The somewhat effete call for Azadi thus became a ruse to switch the headlines, from religious fascism to cooked up charges of sedition against Roy and others. And the corporate media – be they pro-Congress or pro-BJP (and mostly you can’t tell) — colluded. A senior columnist Vir Sanghvi counselled indulgently that everyone had a right to dislike Arundhati Roy. As irony would have it he is among the two or three senior journalists whose phone was tapped by the income tax sleuths chasing a major financial cum political scandal.

This phone tapping and what it unearthed forms the hub of the second narrative doing the rounds in New Delhi. According to
this parallel strand of the main media story there has been a huge scam in the telecom ministry something to the tune of 175,000 crore rupees. Going by the taped conversations of politicians and middlemen, at the start of Prime Minister Manmohan Singh’s second innings in May last year, there was hectic lobbying for Mr. A.Raja of the DMK party to be given the telecom ministry. He got it and then allegedly began granting favours to his handpicked firms.

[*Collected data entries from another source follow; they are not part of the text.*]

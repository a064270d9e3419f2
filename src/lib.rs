pub mod error;
pub mod buffer;
pub mod boundary;
pub mod index;
pub mod fill;
pub mod codec;
pub mod writer;
pub mod discovery;
pub mod config;
pub mod logging;
pub mod batch;

pub use buffer::PixelBuffer;
pub use boundary::{detect_seeds, Seed};
pub use error::{PrismError, Result};
pub use fill::{fill_transparent, run, FillReport, FillSettings};
pub use index::{IndexKind, KdTree, LinearIndex, NearestSeed};
//! Review classification: cheap lexical probes first, a sequence-classification
//! model only when no probe is conclusive.

pub mod batch;
pub mod cascade;
pub mod lexicon;
pub mod model;
pub mod probes;

#[cfg(feature = "onnx")]
mod onnx_model;
#[cfg(feature = "onnx")]
pub use onnx_model::OnnxReviewModel;

pub use batch::{BatchClassifier, BatchError, BatchOptions, BatchReport, BatchSummary, SkippedReview};
pub use cascade::{Cascade, Classification, Decider, Rule};
pub use model::{ModelError, ReviewModel};
pub use probes::ProbeReport;
//! Batch driver: classify scraped reviews in page order.
//!
//! Malformed records and review-specific model failures are logged and
//! skipped so one bad item never loses the rest of the batch. A model that
//! cannot run at all aborts the batch: there is no heuristics-only mode.

use std::collections::BTreeMap;

use thiserror::Error;
use tracing::{info, warn};
use ulasan_core::{Label, LabeledReview, RawReview, RecordError, RequestError, ScrapeJob};

use crate::cascade::Cascade;
use crate::model::{ModelError, ReviewModel};

/// Upper bound on labeled reviews per scrape.
pub const MAX_REVIEWS: usize = 300;

#[derive(Debug, Error)]
pub enum BatchError {
    #[error("invalid scrape request: {0}")]
    Request(#[from] RequestError),

    /// `partial` holds everything labeled before review `index`.
    #[error("model failed on review {index}: {source}")]
    Model {
        index: usize,
        #[source]
        source: ModelError,
        partial: Box<BatchReport>,
    },
}

impl BatchError {
    /// Reviews labeled before the batch aborted, if it got that far.
    pub fn partial(&self) -> Option<&BatchReport> {
        match self {
            Self::Model { partial, .. } => Some(partial.as_ref()),
            Self::Request(_) => None,
        }
    }
}

#[derive(Debug, Clone, Copy)]
pub struct BatchOptions {
    /// Stop once this many reviews are labeled.
    pub max_reviews: usize,
}

impl Default for BatchOptions {
    fn default() -> Self {
        Self {
            max_reviews: MAX_REVIEWS,
        }
    }
}

/// A raw record that did not make it into the output.
#[derive(Debug, Clone, PartialEq, Eq)]
pub struct SkippedReview {
    /// Position in the scraped sequence.
    pub index: usize,
    pub reason: String,
}

/// Labeled reviews in encounter order plus what was skipped.
#[derive(Debug, Clone, Default)]
pub struct BatchReport {
    pub source_url: String,
    pub reviews: Vec<LabeledReview>,
    pub skipped: Vec<SkippedReview>,
}

/// Counts over a [`BatchReport`].
#[derive(Debug, Clone, Default, PartialEq, Eq)]
pub struct BatchSummary {
    pub labeled: usize,
    pub real: usize,
    pub fake: usize,
    pub skipped: usize,
    /// Decider key → number of reviews it decided.
    pub by_decider: BTreeMap<String, usize>,
}

impl BatchReport {
    pub fn summary(&self) -> BatchSummary {
        let mut summary = BatchSummary {
            labeled: self.reviews.len(),
            skipped: self.skipped.len(),
            ..Default::default()
        };
        for review in &self.reviews {
            match review.category {
                Label::Real => summary.real += 1,
                Label::Fake => summary.fake += 1,
            }
            *summary
                .by_decider
                .entry(review.decided_by.clone())
                .or_default() += 1;
        }
        summary
    }
}

/// Applies the cascade to each scraped review.
pub struct BatchClassifier<M> {
    cascade: Cascade<M>,
    options: BatchOptions,
}

impl<M: ReviewModel> BatchClassifier<M> {
    pub fn new(model: M, options: BatchOptions) -> Self {
        Self {
            cascade: Cascade::new(model),
            options,
        }
    }

    pub fn cascade_mut(&mut self) -> &mut Cascade<M> {
        &mut self.cascade
    }

    /// Validate a scrape job and classify its reviews.
    ///
    /// A job without a target URL is rejected before any review is looked at.
    pub fn run_job(&mut self, job: ScrapeJob) -> Result<BatchReport, BatchError> {
        let url = job.validate()?.to_string();
        self.run_records(&url, job.records())
    }

    /// Classify raw reviews from `source_url` in encounter order.
    pub fn run(
        &mut self,
        source_url: &str,
        raw_reviews: impl IntoIterator<Item = RawReview>,
    ) -> Result<BatchReport, BatchError> {
        self.run_records(source_url, raw_reviews.into_iter().map(Ok))
    }

    /// Like [`run`](Self::run), for records that may have failed to parse.
    /// Unreadable records are skipped at their position.
    pub fn run_records(
        &mut self,
        source_url: &str,
        records: impl IntoIterator<Item = Result<RawReview, RecordError>>,
    ) -> Result<BatchReport, BatchError> {
        let mut report = BatchReport {
            source_url: source_url.to_string(),
            ..Default::default()
        };

        for (index, record) in records.into_iter().enumerate() {
            if report.reviews.len() >= self.options.max_reviews {
                info!(max = self.options.max_reviews, "review cap reached");
                break;
            }

            let review = match record.and_then(RawReview::into_review) {
                Ok(r) => r,
                Err(e) => {
                    warn!(index, error = %e, "skipping malformed review");
                    report.skipped.push(SkippedReview {
                        index,
                        reason: e.to_string(),
                    });
                    continue;
                }
            };

            let classification = match self
                .cascade
                .classify(&review.text, review.image_url.as_deref())
            {
                Ok(c) => c,
                Err(e) if !e.is_fatal() => {
                    warn!(index, error = %e, "skipping review the model could not read");
                    report.skipped.push(SkippedReview {
                        index,
                        reason: e.to_string(),
                    });
                    continue;
                }
                Err(source) => {
                    warn!(
                        index,
                        labeled = report.reviews.len(),
                        error = %source,
                        "model failed, aborting batch"
                    );
                    return Err(BatchError::Model {
                        index,
                        source,
                        partial: Box::new(report),
                    });
                }
            };

            report.reviews.push(LabeledReview::new(
                review,
                classification.label,
                classification.reason,
                classification.decided_by.as_str(),
                source_url,
            ));
        }

        let summary = report.summary();
        info!(
            source = %source_url,
            labeled = summary.labeled,
            real = summary.real,
            fake = summary.fake,
            skipped = summary.skipped,
            "batch classified"
        );
        Ok(report)
    }
}
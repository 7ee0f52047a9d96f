//! Arrow schema for labeled reviews, used by the CSV and Parquet exporters.
//!
//! Column names match the serialized [`LabeledReview`] field names so every
//! export format carries the same header.

use std::sync::Arc;

use arrow::array::{ArrayRef, StringBuilder, UInt8Builder};
use arrow::datatypes::{DataType, Field, Schema};
use arrow::error::ArrowError;
use arrow::record_batch::RecordBatch;

use crate::review::LabeledReview;

/// Schema for labeled review tables.
pub fn labeled_review_schema() -> Schema {
    Schema::new(vec![
        Field::new("User", DataType::Utf8, false),
        Field::new("Review", DataType::Utf8, false),
        Field::new("Rating", DataType::UInt8, false),
        Field::new("Category", DataType::Utf8, false),
        Field::new("Reason", DataType::Utf8, false),
        Field::new("Image URL", DataType::Utf8, true),
        Field::new("Decided By", DataType::Utf8, false),
        Field::new("Source URL", DataType::Utf8, false),
    ])
}

/// Build a single RecordBatch from labeled reviews, preserving order.
pub fn to_record_batch(reviews: &[LabeledReview]) -> Result<RecordBatch, ArrowError> {
    let n = reviews.len();
    let mut user = StringBuilder::with_capacity(n, n * 16);
    let mut review = StringBuilder::with_capacity(n, n * 64);
    let mut rating = UInt8Builder::with_capacity(n);
    let mut category = StringBuilder::with_capacity(n, n * 4);
    let mut reason = StringBuilder::with_capacity(n, n * 32);
    let mut image_url = StringBuilder::with_capacity(n, n * 64);
    let mut decided_by = StringBuilder::with_capacity(n, n * 16);
    let mut source_url = StringBuilder::with_capacity(n, n * 64);

    for r in reviews {
        user.append_value(&r.user);
        review.append_value(&r.review);
        rating.append_value(r.rating);
        category.append_value(r.category.as_str());
        reason.append_value(&r.reason);
        image_url.append_option(r.image_url.as_deref());
        decided_by.append_value(&r.decided_by);
        source_url.append_value(&r.source_url);
    }

    let columns: Vec<ArrayRef> = vec![
        Arc::new(user.finish()),
        Arc::new(review.finish()),
        Arc::new(rating.finish()),
        Arc::new(category.finish()),
        Arc::new(reason.finish()),
        Arc::new(image_url.finish()),
        Arc::new(decided_by.finish()),
        Arc::new(source_url.finish()),
    ];

    RecordBatch::try_new(Arc::new(labeled_review_schema()), columns)
}

#[cfg(test)]
mod tests {
    use super::*;
    use crate::review::{Label, RawReview};
    use arrow::array::{Array, StringArray, UInt8Array};

    fn labeled(user: &str, text: &str, label: Label, image: Option<&str>) -> LabeledReview {
        let review = RawReview {
            user: Some(user.into()),
            review: Some(text.into()),
            rating: Some(4),
            image_url: image.map(Into::into),
        }
        .into_review()
        .unwrap();
        LabeledReview::new(review, label, "emoji only", "emoji_only", "https://shop.example/p/1")
    }

    #[test]
    fn schema_has_contract_columns() {
        let schema = labeled_review_schema();
        assert_eq!(schema.fields().len(), 8);
        for name in ["User", "Review", "Rating", "Category", "Reason", "Image URL"] {
            assert!(schema.field_with_name(name).is_ok(), "missing {name}");
        }
        assert!(schema.field_with_name("Image URL").unwrap().is_nullable());
    }

    #[test]
    fn record_batch_preserves_order_and_nulls() {
        let rows = vec![
            labeled("budi", "😀😀", Label::Fake, None),
            labeled("sari", "bagus", Label::Real, Some("https://img.example/1.jpg")),
        ];
        let batch = to_record_batch(&rows).unwrap();
        assert_eq!(batch.num_rows(), 2);

        let users = batch
            .column_by_name("User")
            .unwrap()
            .as_any()
            .downcast_ref::<StringArray>()
            .unwrap();
        assert_eq!(users.value(0), "budi");
        assert_eq!(users.value(1), "sari");

        let categories = batch
            .column_by_name("Category")
            .unwrap()
            .as_any()
            .downcast_ref::<StringArray>()
            .unwrap();
        assert_eq!(categories.value(0), "Fake");
        assert_eq!(categories.value(1), "Real");

        let images = batch.column_by_name("Image URL").unwrap();
        assert!(images.is_null(0));
        assert!(!images.is_null(1));

        let ratings = batch
            .column_by_name("Rating")
            .unwrap()
            .as_any()
            .downcast_ref::<UInt8Array>()
            .unwrap();
        assert_eq!(ratings.value(1), 4);
    }

    #[test]
    fn record_batch_from_empty_slice() {
        let batch = to_record_batch(&[]).unwrap();
        assert_eq!(batch.num_rows(), 0);
        assert_eq!(batch.num_columns(), 8);
    }
}
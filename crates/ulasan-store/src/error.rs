use thiserror::Error;

#[derive(Debug, Error)]
pub enum StoreError {
    #[error("unknown export format: {0}")]
    UnknownFormat(String),

    #[error("io error: {0}")]
    Io(#[from] std::io::Error),

    #[error("json error: {0}")]
    Json(#[from] serde_json::Error),

    #[error("arrow error: {0}")]
    Arrow(#[from] arrow::error::ArrowError),

    #[error("parquet error: {0}")]
    Parquet(#[from] parquet::errors::ParquetError),
}
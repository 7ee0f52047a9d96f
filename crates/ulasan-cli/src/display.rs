//! Terminal rendering for batch summaries and single-review probe cards.

use ulasan_ai::cascade::Rule;
use ulasan_ai::lexicon::{GENERIC_PHRASES, LEXICON_VERSION, NATURAL_PHRASES, NATURAL_PUNCTUATION};
use ulasan_ai::{BatchReport, Classification, ProbeReport};

use crate::pipeline::ClassifyStats;

const MAX_SKIPPED_SHOWN: usize = 10;

// ── Public API ──

/// Print counts for a classified batch.
pub fn print_batch_summary(report: &BatchReport, stats: &ClassifyStats) {
    let summary = report.summary();

    println!("=== {} ===", report.source_url);
    println!(
        "  {:<26} {}",
        "started",
        stats.started_at.format("%Y-%m-%d %H:%M:%S UTC")
    );
    println!("  {:<26} {:.2}s", "elapsed", stats.elapsed_secs);
    println!();

    println!("Labels");
    println!("  {:<26} {}", "labeled", summary.labeled);
    println!("  {:<26} {}", "Real", summary.real);
    println!("  {:<26} {}", "Fake", summary.fake);
    println!("  {:<26} {}", "skipped", summary.skipped);
    println!();

    // Cascade order first, model last.
    println!("Decided by");
    let keys = Rule::CASCADE.iter().map(|r| r.as_str()).chain(["model"]);
    for key in keys {
        if let Some(count) = summary.by_decider.get(key) {
            println!("  {:<26} {}", key, count);
        }
    }
    println!();

    if report.skipped.is_empty() {
        return;
    }
    println!("Skipped ({})", report.skipped.len());
    for skipped in report.skipped.iter().take(MAX_SKIPPED_SHOWN) {
        println!("  #{:<25} {}", skipped.index, skipped.reason);
    }
    if report.skipped.len() > MAX_SKIPPED_SHOWN {
        println!("  ... and {} more", report.skipped.len() - MAX_SKIPPED_SHOWN);
    }
}

/// Print every probe signal for one review and the cascade's decision.
pub fn print_probe_card(
    text: &str,
    image_url: Option<&str>,
    probes: &ProbeReport,
    classification: &Classification,
) {
    println!("=== {} ===", classification.label);
    println!("{}", classification.reason);
    println!();

    println!("Review");
    println!("  {:<26} {}", "text", text.trim());
    if let Some(url) = image_url {
        println!("  {:<26} {}", "image_url", url);
    }
    println!();

    println!("Probes");
    println!("  {:<26} {}", "emoji_only", yes_no(probes.emoji_only));
    match probes.stats {
        Some(stats) => {
            println!("  {:<26} {}", "sentences", stats.sentences);
            println!(
                "  {:<26} {:.2}",
                "avg_words_per_sentence", stats.avg_words_per_sentence
            );
            println!("  {:<26} {:.2}", "avg_word_length", stats.avg_word_length);
        }
        None => println!("  {:<26} -", "sentences"),
    }
    println!("  {:<26} {}", "informative", yes_no(probes.informative));
    println!("  {:<26} {}", "word_count", probes.word_count);
    println!("  {:<26} {}", "has_image", yes_no(probes.has_image));
    println!("  {:<26} {}", "natural", yes_no(probes.natural));
    println!("  {:<26} {}", "generic", yes_no(probes.generic));
    println!();

    println!("Decision");
    println!("  {:<26} {}", "decided_by", classification.decided_by);
}

/// Print the compiled-in phrase lists.
pub fn print_lexicon() {
    println!("=== lexicon {} ===", LEXICON_VERSION);
    println!();
    println!("Generic phrases ({})", GENERIC_PHRASES.len());
    println!("  {}", GENERIC_PHRASES.join(", "));
    println!();
    println!("Natural punctuation ({})", NATURAL_PUNCTUATION.len());
    println!("  {}", NATURAL_PUNCTUATION.join(" "));
    println!();
    println!("Natural phrases ({})", NATURAL_PHRASES.len());
    for phrase in NATURAL_PHRASES {
        println!("  {phrase}");
    }
}

// ── Helpers ──

fn yes_no(v: bool) -> &'static str {
    if v { "yes" } else { "no" }
}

Among those whose phones were tapped were NDTV’s ace anchor Barkha Dutt and Mr. Sanghvi. I am not going into the details of the conversation as they are available on the web if you look for Open magazine and Outlook magazine. They were both involved in a conversation with Neera Radia, a woman PR representative who works for the main firms of industrialists Mukesh Ambani and Ratan Tata. Ms Radia evidently successfully campaigned to have A. Raja installed as the telecom minister.

The brief point is that following revelations of large-scale corruption by the minister, for whose job all the lobbying was done last year, he was forced to resign.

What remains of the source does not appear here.